Studiò filologia classica nelle università di Bonn e di Lipsia. Nel 1863 scoprì con grande entusiasmo la filosofia di Schopenauer. Nel 1868 conobbe Richard Wagner. Dal 1869 al 1878 insegnò filologia a Basilea. Nel 1889 fu colpito una malattia mentale, che lo accompagnò fino alla morte.
In La nascita della tragedia (1872), (—) affrontò la tematica dell’arte, intesa come esaltazione della vitalità e come superamento del male insito nella realtà. Secondo (—) l’uomo greco era riuscito a superare la difficoltà e l’assurdità dell’esistenza grazie alla virtù trasfiguratrice dell’arte. Quest’ultima è la risultante della tensione fra il momento «apollineo» e quello «dionisiaco», ossia fra la contemplazione appagante e l’impeto orgiastico della vitalità.

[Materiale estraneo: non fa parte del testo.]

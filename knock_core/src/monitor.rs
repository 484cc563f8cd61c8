//! The knock monitor control loop body (`KnockMonitor`).
//!
//! `start()` brings the shield to a known state and programs the SPU;
//! `cycle()` runs one iteration: heartbeat on, one window per channel,
//! analog output and limit LED, console/log line, heartbeat off, pause.

use std::sync::Arc;

use eyre::WrapErr;
use knock_traits::clock::Clock;
use knock_traits::{AnalogInput, AnalogOutput, LineSink, OutputLine, SpiBus};

use crate::builder::MonitorBuilder;
use crate::conditioner::Measurement;
use crate::config::{ChannelMode, TimingCfg};
use crate::error::Result;
use crate::hw_error::from_boxed;
use crate::indicator::Indicators;
use crate::logger::{KnockLog, LoggingState};
use crate::report::CycleReport;
use crate::spu::{RegisterWrite, SpuDriver};

pub(crate) type DynSpu =
    SpuDriver<Box<dyn SpiBus>, Box<dyn OutputLine>, Box<dyn OutputLine>, Box<dyn AnalogInput>>;

pub struct KnockMonitor {
    pub(crate) spu: DynSpu,
    pub(crate) test_pin: Box<dyn OutputLine>,
    pub(crate) indicators: Indicators<Box<dyn OutputLine>, Box<dyn OutputLine>>,
    pub(crate) output: Box<dyn AnalogOutput>,
    pub(crate) console: Box<dyn LineSink>,
    pub(crate) log: KnockLog,
    pub(crate) clock: Arc<dyn Clock + Send + Sync>,
    pub(crate) mode: ChannelMode,
    pub(crate) timing: TimingCfg,
}

impl core::fmt::Debug for KnockMonitor {
    fn fmt(&self, f: &mut core::fmt::Formatter<'_>) -> core::fmt::Result {
        f.debug_struct("KnockMonitor")
            .field("mode", &self.mode)
            .field("timing", &self.timing)
            .field("configured", &self.spu.is_configured())
            .field("logging", &self.log.state())
            .finish()
    }
}

impl KnockMonitor {
    pub fn builder() -> MonitorBuilder {
        MonitorBuilder::default()
    }

    pub fn mode(&self) -> ChannelMode {
        self.mode
    }

    pub fn timing(&self) -> &TimingCfg {
        &self.timing
    }

    pub fn logging_state(&self) -> LoggingState {
        self.log.state()
    }

    pub fn is_configured(&self) -> bool {
        self.spu.is_configured()
    }

    /// Put every line in its idle state and program the SPU registers.
    pub fn start(&mut self) -> Result<Vec<RegisterWrite>> {
        self.test_pin
            .set_high()
            .map_err(from_boxed)
            .wrap_err("raise spu test pin")?;
        self.spu.idle_lines().wrap_err("idle spu lines")?;
        self.indicators.all_off().wrap_err("clear leds")?;
        self.output
            .write_duty(0)
            .map_err(from_boxed)
            .wrap_err("zero analog output")?;

        let writes = self.spu.configure().wrap_err("configure spu")?;
        for w in &writes {
            self.say(&w.to_string());
        }
        tracing::info!(
            mode = ?self.mode,
            window_us = self.timing.window.as_micros() as u64,
            logging = self.log.state().enabled,
            "knock monitor started"
        );
        Ok(writes)
    }

    /// One full measurement cycle, including the heartbeat and pacing delays.
    ///
    /// On failure the status LED is switched off before the error returns.
    pub fn cycle(&mut self) -> Result<CycleReport> {
        let res = self.cycle_inner();
        if res.is_err()
            && let Err(e) = self.indicators.set_status(false)
        {
            tracing::warn!(error = %e, "status led stuck after failed cycle");
        }
        res
    }

    fn cycle_inner(&mut self) -> Result<CycleReport> {
        self.indicators
            .set_status(true)
            .wrap_err("status led on")?;

        let channels = self.mode.channels();
        let mut measurements = Vec::with_capacity(channels.len());
        let mut windows = Vec::with_capacity(channels.len());
        for ch in channels {
            let sample = self
                .spu
                .measure_channel(ch)
                .wrap_err_with(|| format!("measure channel {}", ch.channel_id))?;
            let m = Measurement::from_raw(ch.channel_id, sample.raw);
            tracing::debug!(
                channel = m.channel_id,
                raw = m.raw_adc,
                pct = m.percentage,
                output = m.analog_output,
                limit = m.limit_exceeded,
                held_us = sample.held_for.as_micros() as u64,
                "knock reading"
            );
            measurements.push(m);
            windows.push(sample.held_for);
        }

        let report = CycleReport::new(self.mode, measurements, windows);
        self.output
            .write_duty(report.output)
            .map_err(from_boxed)
            .wrap_err("write analog output")?;
        self.indicators
            .set_limit(report.limit)
            .wrap_err("limit led")?;
        tracing::info!(output = report.output, limit = report.limit, "{}", report.line);

        self.say(&report.line);
        if let Some(Err(e)) = self.log.append(&report.line) {
            tracing::error!(path = self.log.label(), error = %e, "knock log write failed");
            let msg = format!("Error writing to log {}: {e}", self.log.label());
            self.say(&msg);
        }

        self.clock.sleep(self.timing.heartbeat);
        self.indicators
            .set_status(false)
            .wrap_err("status led off")?;
        self.clock.sleep(self.timing.cycle_delay);
        Ok(report)
    }

    /// Wait out one cycle delay, used after a failed cycle.
    pub fn pause(&self) {
        self.clock.sleep(self.timing.cycle_delay);
    }

    /// Best-effort: LEDs off, analog output to zero.
    pub fn shutdown_outputs(&mut self) {
        if let Err(e) = self.indicators.all_off() {
            tracing::warn!(error = %e, "failed to switch leds off");
        }
        if let Err(e) = self.output.write_duty(0) {
            tracing::warn!(error = %e, "failed to zero analog output");
        }
    }

    fn say(&mut self, line: &str) {
        if let Err(e) = self.console.log_line(line) {
            tracing::warn!(error = %e, "console write failed");
        }
    }
}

La tragedia del vivere, tuttavia, è nel costante rapporto tra i due momenti, tra il limite e l’illimitato.
Nell’opera Umano, troppo umano (1878), dedicata a Voltaire, (—) affermò che tutto ciò che è, è divenuto: il bene dal male, la verità dalla menzogna, la giustizia dai rapporti di forza.
Nel 1882 scrisse La gaia scienza, in cui per la prima volta appare il tema dell’«eterno ritorno», ripreso in Così parlò Zarathustra (1883-1885): l’universo è mosso da un movimento ciclico, in cui ogni momento ha un valore intrinseco e non finalizzato a uno scopo ultimo. Poiché la durata del mondo è illimitata nel tempo, necessariamente tutte le combinazioni possibili degli elementi tornano a ripetersi. L’uomo che comprende e vuole questa ripetizione aderisce liberamente alla necessità del divenire cosmico. Poiché nell’universo non vi è nulla a cui subordinare la vita, l’uomo deve sviluppare le sue infinite potenzialità, ricercando nuove virtù. L’individuo deve considerarsi solo come un momento transitorio verso il Superuomo. Quest’ultimo sarà l’uomo del grande disprezzo verso i valori tradizionali — quali verità, giustizia, compassione, ideologia — forgiati da un sapere mistificatorio e intriso di pregiudizi religiosi e morali. In questa prospettiva si colloca la volontà di potenza, concetto introdotto in Al di là del bene e del male (1886) e in Genealogia della morale (1887). Essa è la tendenza all’autoaffermazione dominatrice, istinto fondamentale ad affrancarsi dalla libertà per il nulla e libera accettazione della necessità dell’essere.
Da tali convinzioni filosofiche si evince il pensiero politico di (—). Poiché nel grande disprezzo dei valori tradizionali egli individua l’essenza della vita, (—) si colloca in una posizione di assoluto rifiuto dello Stato, che è considerato un crudele strumento di costrizione, posto a garanzia della società. L’uomo, infatti, inadatto alla vita, cerca conferme attraverso verità illusorie e una fitta rete di gravosi vincoli. Nell’anarchia è, invece, individuata la fase necessariamente precedente al superamento dell’uomo. La democrazia e l’elogio della libertà appaiono, al contrario, strumenti di asservimento del popolo e di creazione di tiranni.